Proposal: replace asyncio with anyio #166
Labels
discussion
Needs more discussion
help wanted
Extra attention is needed
investigate
Needs investigaton or experimentation
Milestone
Yesterday I added the pull request #165 to start a discussion on supporting the trio ecosystem, preferably using anyio. @Cito invited me to create an issue as a place for discussing the implications of such a step.
I hope to get some feedback from you wether you think supporting trio in graphql-core is a good idea. My reasoning and approach for the pull request is outlined below
The basics
What is structured concurrency and trio?
This is best answered by the trio project, I can recommend reading their documentation, especially their design principles. There are also a few blog posts that shed light on the reasoning behind trio, e.g. structured concurrency and cancellation.
Basically, trio implements an event loop for asynchronous code execution, just like the asyncio standard library. However, there are some important differences. The following two have probably the most impact:
1.) You cannot start async tasks whenever you want. All tasks have a parent, if you want to start multiple coroutines, you need a
Nursery
. The nursery guarantees that all tasks are done when exiting its scope. This makes it much easier to reason about async code: If you await an async function, there will be no background tasks running when the function returns. Only exception: passing in a nursery explicitely to start the tasks. Then the tasks may run until the end of the nursery scope.2.) Level-based cancellation. Cancellation is done via scopes. Once a scope is cancelled, all its children scopes are cancelled as well. It also stays cancelled: After cancellation, any checkpoint (see trio docs for details, basically any call into trio like
trio.sleep
) raisesCancelled
. This makes it easier to get cancellation right. Asyncio only ever sends oneCancelledError
. It is often caught with good intentions but not raised again in some circumstances.These two changes alone make it much easier to write correct asynchronous code.
What is anyio?
The anyio project Allows to use the same structured concurrency and cancellation behavior as trio (trio's
Nursery
is aTaskGroup
, etc.). However, it can run on two different backends: trio and standard asyncio.This makes anyio ideal for two use cases:
1.) Iteratively replacing asyncio code with anyio code. At any point the code should still work, even if only partially replaced.
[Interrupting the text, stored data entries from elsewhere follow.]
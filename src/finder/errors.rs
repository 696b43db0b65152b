use crate::locator::LocatorSyntaxError;
use thiserror::Error;

#[derive(Error, Debug, Clone, PartialEq, Eq)]
pub enum SelectorError {
    #[error(transparent)]
    Syntax(#[from] LocatorSyntaxError),

    #[error("no object matches locator '{locator}'")]
    ObjectNotFound { locator: String },

    #[error("locator '{locator}' matched {count} objects, expected exactly one")]
    AmbiguousLocator { count: usize, locator: String },

    #[error("anchor '{anchor}' not found")]
    AnchorNotFound { anchor: String },
}
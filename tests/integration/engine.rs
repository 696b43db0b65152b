use super::{report, texts};
use docsel::locator::RawLocator;
use docsel::{MemoryDocument, NodeKind, SelectorEngine, SelectorError};
use serde_json::json;

fn abc() -> MemoryDocument {
    MemoryDocument::from_paragraphs("abc", ["A", "needle B", "C"])
}

#[test]
fn test_index_and_text_values() {
    let doc = abc();
    let mut engine = SelectorEngine::new();

    let selection = engine.select(&doc, "paragraph:2", true).unwrap();
    assert_eq!(texts(&selection), ["needle B"]);

    let selection = engine.select(&doc, "paragraph:NEEDLE", true).unwrap();
    assert_eq!(texts(&selection), ["needle B"]);

    let selection = engine
        .select(&doc, r#"paragraph[contains_text="needle"]"#, true)
        .unwrap();
    assert_eq!(selection.first().unwrap().start, 2);
}

#[test]
fn test_numeric_value_is_never_text() {
    let paragraphs = ["1", "2", "3", "4", "x", "6", "7", "8", "9", "5"];
    let doc = MemoryDocument::from_paragraphs("ten", paragraphs);
    let mut engine = SelectorEngine::new();

    let selection = engine.select(&doc, "paragraph:5", true).unwrap();
    assert_eq!(texts(&selection), ["x"]);
}

#[test]
fn test_extreme_index_filters_are_not_found() {
    let doc = MemoryDocument::from_paragraphs("two", ["a", "b"]);
    let mut engine = SelectorEngine::new();

    for locator in [
        "paragraph[index=-9223372036854775808]",
        "paragraph[index=9223372036854775807]",
    ] {
        assert!(engine.resolve(&doc, locator).unwrap().is_empty(), "{locator}");
        assert!(matches!(
            engine.select(&doc, locator, false),
            Err(SelectorError::ObjectNotFound { .. })
        ));
    }
}

#[test]
fn test_out_of_range_index() {
    let doc = abc();
    let mut engine = SelectorEngine::new();

    assert!(engine.resolve(&doc, "paragraph:99").unwrap().is_empty());
    assert_eq!(
        engine.select(&doc, "paragraph:99", false).unwrap_err(),
        SelectorError::ObjectNotFound {
            locator: "paragraph:99".to_string()
        }
    );
}

#[test]
fn test_ambiguous_single_selection() {
    let doc = abc();
    let mut engine = SelectorEngine::new();
    let err = engine.select(&doc, "paragraph", true).unwrap_err();
    assert!(matches!(err, SelectorError::AmbiguousLocator { count: 3, .. }));
    assert_eq!(engine.select(&doc, "paragraph", false).unwrap().len(), 3);
}

#[test]
fn test_syntax_errors_surface() {
    let doc = abc();
    let mut engine = SelectorEngine::new();

    let err = engine.select(&doc, "document_start:5", false).unwrap_err();
    let SelectorError::Syntax(err) = err else {
        panic!("expected syntax error, got {err:?}");
    };
    assert!(err.mentions("value"));

    let err = engine
        .select(&doc, "paragraph@document_start", false)
        .unwrap_err();
    assert!(matches!(err, SelectorError::Syntax(e) if e.mentions("relation")));
}

#[test]
fn test_text_alias() {
    let doc = report();
    let mut engine = SelectorEngine::new();
    let selection = engine.select(&doc, "text:revenue", false).unwrap();
    assert_eq!(
        texts(&selection),
        ["Revenue grew in every region.", "Appendix: revenue by month"]
    );
}

#[test]
fn test_table_cells() {
    let doc = report();
    let mut engine = SelectorEngine::new();

    let selection = engine
        .select(&doc, "cell[table_index=1][row_index=2][column_index=2]", true)
        .unwrap();
    assert_eq!(texts(&selection), ["120"]);
    assert_eq!(selection.first().unwrap().kind, NodeKind::Cell);

    let selection = engine.select(&doc, "table:1", true).unwrap();
    let table = selection.first().unwrap();
    assert_eq!((table.start, table.end), (59, 92));
}

#[test]
fn test_paragraph_attributes() {
    let doc = report();
    let mut engine = SelectorEngine::new();

    let bold = engine.select(&doc, "paragraph[is_bold=true]", true).unwrap();
    assert_eq!(texts(&bold), ["Key figures"]);

    let items = engine.select(&doc, "paragraph[is_list_item]", false).unwrap();
    assert_eq!(texts(&items), ["Hiring continues", "Costs stay flat"]);

    let headings = engine
        .select(&doc, r#"paragraph[text_matches_regex="^[A-Z][a-z]+$"][has_style="heading 2"]"#, true)
        .unwrap();
    assert_eq!(texts(&headings), ["Outlook"]);

    let last = engine.select(&doc, "paragraph[index=-1]", true).unwrap();
    assert_eq!(texts(&last), ["Appendix: revenue by month"]);
}

#[test]
fn test_shapes_are_materialized() {
    let doc = report();
    let mut engine = SelectorEngine::new();

    let image = engine.select(&doc, "image", true).unwrap();
    let range = image.first().unwrap();
    assert_eq!((range.start, range.end), (134, 135));
    assert_eq!(range.text, "\u{FFFC}");
    assert_eq!(range.kind, NodeKind::InlineShape);

    let chart = engine
        .select(&doc, "inline_shape[shape_type=chart]", true)
        .unwrap();
    assert_eq!(chart.first().unwrap().start, 136);
}

#[test]
fn test_comment_and_selection_ranges() {
    let doc = report();
    let mut engine = SelectorEngine::new();

    let comment = engine.select(&doc, "comment:source", true).unwrap();
    assert_eq!(texts(&comment), ["Revenue"]);

    let selection = engine.select(&doc, "selection", true).unwrap();
    let range = selection.first().unwrap();
    assert_eq!(range.kind, NodeKind::Selection);
    assert_eq!((range.start, range.end), (17, 24));
}

#[test]
fn test_structured_range_bounds() {
    let doc = report();
    let mut engine = SelectorEngine::new();

    let selection = engine
        .select(&doc, json!({"type": "range", "start": 0, "end": 9}), true)
        .unwrap();
    assert_eq!(texts(&selection), ["Quarterly"]);

    let raw = RawLocator {
        start: Some(17),
        end: Some(29),
        ..RawLocator::of_type("document")
    };
    let selection = engine.select(&doc, raw, true).unwrap();
    assert_eq!(texts(&selection), ["Revenue grew"]);
}

#[test]
fn test_document_edges() {
    let doc = report();
    let mut engine = SelectorEngine::new();

    let start = engine.select(&doc, "document_start", true).unwrap();
    assert_eq!(start.first().unwrap().start, 0);
    assert!(start.first().unwrap().is_empty());

    let end = engine.select(&doc, "document_end", true).unwrap();
    assert_eq!(end.first().unwrap().start, doc.len_chars());
}

#[test]
fn test_describe_selection() {
    let doc = report();
    let mut engine = SelectorEngine::new();
    let selection = engine.select(&doc, "paragraph[is_list_item=true]", false).unwrap();

    let info = serde_json::to_value(selection.describe()).unwrap();
    assert_eq!(info["document"], "quarterly-report");
    assert_eq!(info["count"], 2);
    assert_eq!(info["node_kinds"], json!({"paragraph": 2}));
    assert_eq!(info["ranges"][0]["preview"], "Hiring continues");
}
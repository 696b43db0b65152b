use crate::document::Candidate;
use crate::locator::RelationKind;

/// Narrow `candidates` by their position relative to `anchor`.
///
/// `parent` looks up the structural parent of the anchor; it is only called
/// for [`RelationKind::ParentOf`].
pub fn select_relative(
    candidates: Vec<Candidate>,
    anchor: &Candidate,
    relation: RelationKind,
    parent: impl FnOnce(&Candidate) -> Option<Candidate>,
) -> Vec<Candidate> {
    match relation {
        RelationKind::AllOccurrencesWithin => candidates
            .into_iter()
            .filter(|c| c.is_within(anchor))
            .collect(),
        RelationKind::FirstOccurrenceAfter => {
            let mut after: Vec<Candidate> = candidates
                .into_iter()
                .filter(|c| c.start > anchor.end)
                .collect();
            after.sort_by_key(|c| c.start);
            after.into_iter().take(1).collect()
        }
        RelationKind::ParentOf => {
            let Some(parent) = parent(anchor) else {
                return Vec::new();
            };
            // The parent only counts if it is one of the requested nodes.
            candidates
                .into_iter()
                .filter(|c| c.kind == parent.kind && (c.start, c.end) == (parent.start, parent.end))
                .take(1)
                .collect()
        }
        RelationKind::ImmediatelyFollowing => {
            let mut nearest: Option<Candidate> = None;
            for c in candidates {
                if c.start > anchor.end && nearest.as_ref().map_or(true, |n| c.start < n.start) {
                    nearest = Some(c);
                }
            }
            nearest.into_iter().collect()
        }
    }
}

#[cfg(test)]
mod tests {
    use super::*;
    use crate::document::NodeKind;

    fn node(start: usize, end: usize) -> Candidate {
        Candidate::new(NodeKind::Paragraph, start, end)
    }

    fn bounds(found: &[Candidate]) -> Vec<(usize, usize)> {
        found.iter().map(|c| (c.start, c.end)).collect()
    }

    fn no_parent(_: &Candidate) -> Option<Candidate> {
        None
    }

    #[test]
    fn within_requires_containment() {
        let found = select_relative(
            vec![node(0, 5), node(10, 12), node(18, 25)],
            &node(8, 20),
            RelationKind::AllOccurrencesWithin,
            no_parent,
        );
        assert_eq!(bounds(&found), [(10, 12)]);
    }

    #[test]
    fn first_after_takes_smallest_start() {
        let candidates = vec![node(30, 35), node(21, 25), node(20, 22), node(0, 5)];
        let found = select_relative(
            candidates.clone(),
            &node(10, 20),
            RelationKind::FirstOccurrenceAfter,
            no_parent,
        );
        assert_eq!(bounds(&found), [(21, 25)]);

        let found = select_relative(
            candidates,
            &node(10, 20),
            RelationKind::ImmediatelyFollowing,
            no_parent,
        );
        assert_eq!(bounds(&found), [(21, 25)]);
    }

    #[test]
    fn nothing_after_is_empty() {
        let found = select_relative(
            vec![node(0, 5)],
            &node(10, 20),
            RelationKind::ImmediatelyFollowing,
            no_parent,
        );
        assert!(found.is_empty());
    }

    #[test]
    fn parent_must_be_a_candidate() {
        let table = Candidate::new(NodeKind::Table, 0, 30);
        let cell = Candidate::new(NodeKind::Cell, 0, 4);
        let lookup = |_: &Candidate| Some(Candidate::new(NodeKind::Table, 0, 30));

        let found = select_relative(vec![table], &cell, RelationKind::ParentOf, lookup);
        assert_eq!(found[0].kind, NodeKind::Table);

        let found = select_relative(vec![node(0, 30)], &cell, RelationKind::ParentOf, lookup);
        assert!(found.is_empty());
    }
}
2.) Writing libraries that support trio and asyncio
Why support trio in graphql-core?
If you ever had to create or work in a large scale asynchronous Python application, you will probably have spent hours fixing tasks that should have closed but are instead still blocking some resource or preventing the event loop shutdown. Mostly in your own code, sometimes in third-party libraries. The trio (and anyio) way of tackling asynchronous code can help tremendously when using asynchronous code at a larger scale.
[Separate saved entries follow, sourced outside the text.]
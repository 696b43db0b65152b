use crate::config::schema::{EngineConfig, ValidationError};
use std::fmt;
use std::fs;
use std::path::{Path, PathBuf};

#[derive(Debug)]
pub enum ConfigError {
    Io {
        path: PathBuf,
        source: std::io::Error,
    },
    Toml {
        path: Option<PathBuf>,
        source: toml_edit::de::Error,
    },
    Validation {
        path: Option<PathBuf>,
        source: ValidationError,
    },
}

impl ConfigError {
    fn with_path(self, path: &Path) -> Self {
        let path = path.to_path_buf();
        match self {
            ConfigError::Io { .. } => self,
            ConfigError::Toml { path: None, source } => ConfigError::Toml {
                path: Some(path),
                source,
            },
            ConfigError::Validation { path: None, source } => ConfigError::Validation {
                path: Some(path),
                source,
            },
            other => other,
        }
    }
}

impl fmt::Display for ConfigError {
    fn fmt(&self, f: &mut fmt::Formatter<'_>) -> fmt::Result {
        match self {
            ConfigError::Io { path, source } => {
                write!(
                    f,
                    "failed to read engine config from {}: {}",
                    path.display(),
                    source
                )
            }
            ConfigError::Toml { path, source } => match path {
                Some(path) => write!(
                    f,
                    "failed to parse engine config TOML ({}): {}",
                    path.display(),
                    source
                ),
                None => write!(f, "failed to parse engine config TOML: {}", source),
            },
            ConfigError::Validation { path, source } => match path {
                Some(path) => write!(f, "invalid engine config ({}): {}", path.display(), source),
                None => write!(f, "invalid engine config: {}", source),
            },
        }
    }
}

impl std::error::Error for ConfigError {
    fn source(&self) -> Option<&(dyn std::error::Error + 'static)> {
        match self {
            ConfigError::Io { source, .. } => Some(source),
            ConfigError::Toml { source, .. } => Some(source),
            ConfigError::Validation { source, .. } => Some(source),
        }
    }
}

pub fn load_from_str(input: &str) -> Result<EngineConfig, ConfigError> {
    let config: EngineConfig = toml_edit::de::from_str(input)
        .map_err(|source| ConfigError::Toml { path: None, source })?;
    config
        .validate()
        .map_err(|source| ConfigError::Validation { path: None, source })?;
    Ok(config)
}

pub fn load_from_path(path: impl AsRef<Path>) -> Result<EngineConfig, ConfigError> {
    let path = path.as_ref();
    let contents = fs::read_to_string(path).map_err(|source| ConfigError::Io {
        path: path.to_path_buf(),
        source,
    })?;
    load_from_str(&contents).map_err(|error| error.with_path(path))
}
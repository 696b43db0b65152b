use super::{report, texts};
use docsel::{NodeKind, SelectorEngine, SelectorError};
use serde_json::json;

#[test]
fn test_all_occurrences_within_bookmark() {
    let doc = report();
    let mut engine = SelectorEngine::new();

    let selection = engine
        .select(&doc, "paragraph@bookmark:outlook[all_occurrences_within]", false)
        .unwrap();
    assert_eq!(
        texts(&selection),
        ["Outlook", "Hiring continues", "Costs stay flat"]
    );

    let selection = engine
        .select(
            &doc,
            "paragraph[is_list_item=true]@bookmark:outlook[all_occurrences_within]",
            false,
        )
        .unwrap();
    assert_eq!(selection.len(), 2);
}

#[test]
fn test_first_occurrence_after_heading() {
    let doc = report();
    let mut engine = SelectorEngine::new();

    let selection = engine
        .select(&doc, "paragraph@heading:outlook[first_occurrence_after]", true)
        .unwrap();
    assert_eq!(texts(&selection), ["Hiring continues"]);

    let selection = engine
        .select(&doc, "paragraph@{table:1}[first_occurrence_after]", true)
        .unwrap();
    assert_eq!(texts(&selection), ["Outlook"]);
}

#[test]
fn test_document_start_anchor() {
    let doc = report();
    let mut engine = SelectorEngine::new();

    // The first paragraph starts at the anchor itself, not after it.
    let selection = engine
        .select(&doc, "paragraph@document_start[first_occurrence_after]", true)
        .unwrap();
    assert_eq!(texts(&selection), ["Revenue grew in every region."]);
}

#[test]
fn test_immediately_following_nested_anchor() {
    let doc = report();
    let mut engine = SelectorEngine::new();

    let selection = engine
        .select(&doc, r#"table@{paragraph:"Key figures"}[immediately_following]"#, true)
        .unwrap();
    assert_eq!(selection.first().unwrap().kind, NodeKind::Table);

    let selection = engine
        .select(
            &doc,
            json!({
                "type": "paragraph",
                "anchor": {"type": "paragraph", "filters": [{"contains_text": "hiring"}]},
                "relation": "immediately_following"
            }),
            true,
        )
        .unwrap();
    assert_eq!(texts(&selection), ["Costs stay flat"]);
}

#[test]
fn test_numeric_anchor_counts_paragraphs_then_tables() {
    let doc = report();
    let mut engine = SelectorEngine::new();

    let selection = engine
        .select(&doc, "paragraph@4[immediately_following]", true)
        .unwrap();
    assert_eq!(texts(&selection), ["Costs stay flat"]);

    // Seven paragraphs come first, so 7 is the table.
    let selection = engine
        .select(&doc, "table@7[all_occurrences_within]", true)
        .unwrap();
    assert_eq!(selection.first().unwrap().start, 59);
}

#[test]
fn test_parent_of() {
    let doc = report();
    let mut engine = SelectorEngine::new();

    let selection = engine
        .select(&doc, "paragraph@{comment:1}[parent_of]", true)
        .unwrap();
    assert_eq!(texts(&selection), ["Revenue grew in every region."]);

    let selection = engine
        .select(&doc, r#"table@{cell[contains_text="North"]}[parent_of]"#, true)
        .unwrap();
    assert_eq!(selection.first().unwrap().start, 59);

    // A cell's parent is a table, never another cell.
    let err = engine
        .select(&doc, r#"cell@{cell[contains_text="North"]}[parent_of]"#, false)
        .unwrap_err();
    assert!(matches!(err, SelectorError::ObjectNotFound { .. }));
}

#[test]
fn test_positional_filters_apply_after_relation() {
    let doc = report();
    let mut engine = SelectorEngine::new();

    let selection = engine
        .select(
            &doc,
            "paragraph[index=2]@bookmark:outlook[all_occurrences_within]",
            true,
        )
        .unwrap();
    assert_eq!(texts(&selection), ["Hiring continues"]);
}

#[test]
fn test_missing_anchor() {
    let doc = report();
    let mut engine = SelectorEngine::new();

    let err = engine
        .select(&doc, "paragraph@heading:Nowhere[all_occurrences_within]", false)
        .unwrap_err();
    assert_eq!(
        err,
        SelectorError::AnchorNotFound {
            anchor: "heading:Nowhere".to_string()
        }
    );

    let err = engine
        .select(&doc, "paragraph@{table:5}[first_occurrence_after]", false)
        .unwrap_err();
    assert_eq!(
        err,
        SelectorError::AnchorNotFound {
            anchor: "table:5".to_string()
        }
    );
}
The graphql-core library is well-tested and takes great care to handle asynchronous tasks and cancellation correctly. Therefore, this change will have no benefit for the graphql-core codebase, it will not make it simpler or easier to understand. However, it allows users to make the choice between asyncio and trio, opening up to the growing trio ecosystem. This could also potentially increase usage of the graphql-core library. Both are worthy goals in my opinion.
How to do it?
If I have you convinced that supporting trio is not a bad idea in itself, the question comes down to: How to do that in graphql-core without too many downsides?
Why Anyio?
If you want to avoid additional libraries, you can potentially support trio by adding a lot of if-else blocks to your code, using either an asyncio or a trio implementation. This has a few downsides:
Another option would be trio-asyncio, which runs two event loops and contains tools to stitch it together. However, its documentation already states it is intended for applications that need to use libraries from trio and asyncio. It seems more like a stopgap solution if you really need to combine two libraries that have conflicting requirements.
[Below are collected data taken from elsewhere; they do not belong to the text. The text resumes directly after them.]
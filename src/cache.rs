//! Thread-local compilation cache for `text_matches_regex` patterns.
//!
//! Validation compiles every pattern once to reject bad ones, and the filter
//! predicate compiles it again per resolution. Both go through this cache.
//! Cache is capped at 256 entries and cleared wholesale when full.

use regex::Regex;
use std::cell::RefCell;
use std::collections::HashMap;

const MAX_CACHE_ENTRIES: usize = 256;

thread_local! {
    static REGEX_CACHE: RefCell<HashMap<String, Regex>> = RefCell::new(HashMap::new());
}

/// Get a compiled regex from cache, or compile and cache it.
///
/// Compilation errors are returned and never cached.
pub fn get_or_compile_regex(pattern: &str) -> Result<Regex, regex::Error> {
    REGEX_CACHE.with(|cache| {
        let mut cache = cache.borrow_mut();

        if let Some(re) = cache.get(pattern) {
            return Ok(re.clone());
        }

        let compiled = Regex::new(pattern)?;

        if cache.len() >= MAX_CACHE_ENTRIES {
            cache.clear();
        }
        cache.insert(pattern.to_string(), compiled.clone());
        Ok(compiled)
    })
}

/// Clear the regex cache (mainly for testing).
pub fn clear_cache() {
    REGEX_CACHE.with(|cache| {
        cache.borrow_mut().clear();
    });
}

pub fn cache_size() -> usize {
    REGEX_CACHE.with(|cache| cache.borrow().len())
}
/// Structured locator as supplied by callers, before validation.
#[derive(Debug, Clone, Default, PartialEq, Serialize, Deserialize)]
pub struct RawLocator {
    #[serde(rename = "type", default, skip_serializing_if = "Option::is_none")]
    pub object_type: Option<String>,
    #[serde(default, skip_serializing_if = "Option::is_none")]
    pub value: Option<RawValue>,
    #[serde(default, skip_serializing_if = "Option::is_none")]
    pub filters: Option<Vec<RawFilter>>,
    #[serde(default, skip_serializing_if = "Option::is_none")]
    pub anchor: Option<RawAnchor>,
    #[serde(default, skip_serializing_if = "Option::is_none")]
    pub relation: Option<String>,
    #[serde(default, skip_serializing_if = "Option::is_none")]
    pub treat_as_index: Option<bool>,
    /// Shorthand for a trailing `range_start` filter.
    #[serde(default, skip_serializing_if = "Option::is_none")]
    pub start: Option<i64>,
    /// Shorthand for a trailing `range_end` filter.
    #[serde(default, skip_serializing_if = "Option::is_none")]
    pub end: Option<i64>,
}

impl RawLocator {
    pub fn of_type(object_type: impl Into<String>) -> Self {
        Self {
            object_type: Some(object_type.into()),
            ..Self::default()
        }
    }

    pub fn value(mut self, value: impl Into<RawValue>) -> Self {
        self.value = Some(value.into());
        self
    }

    pub fn filter(mut self, kind: impl Into<String>, value: impl Into<FilterValue>) -> Self {
        self.filters
            .get_or_insert_with(Vec::new)
            .push(BTreeMap::from([(kind.into(), value.into())]));
        self
    }

    pub fn anchor(mut self, anchor: impl Into<RawAnchor>) -> Self {
        self.anchor = Some(anchor.into());
        self
    }

    pub fn relation(mut self, relation: impl Into<String>) -> Self {
        self.relation = Some(relation.into());
        self
    }

    pub fn treat_as_index(mut self, treat_as_index: bool) -> Self {
        self.treat_as_index = Some(treat_as_index);
        self
    }
}

impl From<&Locator> for RawLocator {
    /// Like the canonical form, the index flag is only carried when it
    /// differs from what the value implies.
    fn from(locator: &Locator) -> Self {
        let inferred = locator.value.as_deref().is_some_and(is_all_digits);
        RawLocator {
            object_type: Some(locator.object_type.as_str().to_string()),
            value: locator.value.clone().map(RawValue::Text),
            filters: Some(
                locator
                    .filters
                    .iter()
                    .map(|f| BTreeMap::from([(f.kind.as_str().to_string(), f.value.clone())]))
                    .collect(),
            ),
            anchor: locator.anchor.as_ref().map(|clause| match &clause.target {
                Anchor::Id(id) => RawAnchor::Id(id.clone()),
                Anchor::Locator(nested) => RawAnchor::Locator(Box::new(RawLocator::from(&**nested))),
            }),
            relation: locator.relation().map(|r| r.as_str().to_string()),
            treat_as_index: (locator.treat_as_index != inferred).then_some(locator.treat_as_index),
            start: None,
            end: None,
        }
    }
}

#[derive(Debug, Clone, PartialEq, Eq, Serialize, Deserialize)]
#[serde(untagged)]
pub enum RawValue {
    Int(i64),
    Text(String),
}

impl From<i64> for RawValue {
    fn from(value: i64) -> Self {
        RawValue::Int(value)
    }
}

impl From<&str> for RawValue {
    fn from(value: &str) -> Self {
        RawValue::Text(value.to_string())
    }
}

impl From<String> for RawValue {
    fn from(value: String) -> Self {
        RawValue::Text(value)
    }
}

#[derive(Debug, Clone, PartialEq, Serialize, Deserialize)]
#[serde(untagged)]
pub enum RawAnchor {
    Id(String),
    Locator(Box<RawLocator>),
}

impl From<&str> for RawAnchor {
    fn from(value: &str) -> Self {
        RawAnchor::Id(value.to_string())
    }
}

impl From<RawLocator> for RawAnchor {
    fn from(value: RawLocator) -> Self {
        RawAnchor::Locator(Box::new(value))
    }
}

/// One filter in structured form: a single `kind -> value` entry.
pub type RawFilter = BTreeMap<String, FilterValue>;

/// Non-empty and made only of ASCII digits (no sign).
pub fn is_all_digits(value: &str) -> bool {
    !value.is_empty() && value.bytes().all(|b| b.is_ascii_digit())
}

fn needs_quotes(value: &str) -> bool {
    value.is_empty()
        || value.trim() != value
        || value
            .chars()
            .any(|c| matches!(c, '[' | ']' | '@' | '"' | '\'' | '\\' | '{' | '}') || c.is_control())
}

fn quote_if_needed(value: &str) -> Cow<'_, str> {
    if needs_quotes(value) {
        Cow::Owned(quote(value))
    } else {
        Cow::Borrowed(value)
    }
}

pub(crate) fn quote(value: &str) -> String {
    let mut out = String::with_capacity(value.len() + 2);
    out.push('"');
    for ch in value.chars() {
        match ch {
            '"' => out.push_str("\\\""),
            '\\' => out.push_str("\\\\"),
            '\n' => out.push_str("\\n"),
            '\t' => out.push_str("\\t"),
            '\r' => out.push_str("\\r"),
            other => out.push(other),
        }
    }
    out.push('"');
    out
}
That is why I used the anyio library in the pull request. It makes it easier to write code that works with asyncio and trio. Anyio is also a promise to users of the graphql-core library: The library is built using structured concurrency, you can be sure that tasks are cleaned up correctly. Of course there is one major downside: graphql-core now requires the anyio library.
@Cito already expressed concern about adding an additional library:
Regarding support I was sceptical to include anyio in my own code as well. However, looking at my dependency tree I found that I was inadvertently using it: Starlette can run on asyncio and trio, using anyio (encode/starlette#1157). As Starlette is rather widespread I believe there is sufficient interest to keep anyio going. Maybe you know additional libraries that rely on anyio? If enough libraries rely on it, it is unlikely to simply disappear.
Worst case scenario: anyio support is dropped and their is no replacement. In this case you could decide to drop trio support again, at the cost of angry users, who want to have a graphql server with their trio event loop.
Introducing new bugs when using anyio is of course possible. As the anyio API is very close to trio, I expect it to work rather well with trio. The trio backend in anyio is often only a thin wrapper around the corresponding trio object (see https://github.com/agronholm/anyio/blob/master/src/anyio/_backends/_trio.py).
However, emulating the trio behavior in asyncio code is more difficult. Especially since the cancellation works differently. There might very well cases when things do not work as expected when including it here.
The only way to get some ease of mind would be sufficient tests. While my pull request passes the graphql-core tests, I did not specifically test for incompatibilities. You can help out here. If you are using graphql-core in your project and would like to see trio support: take my pull request and test it. See if it introduces any problems with existing code. If this issue gathers enough interest I might be motivated to write additional tests explicitely searching for changed behavior and incompatibilities.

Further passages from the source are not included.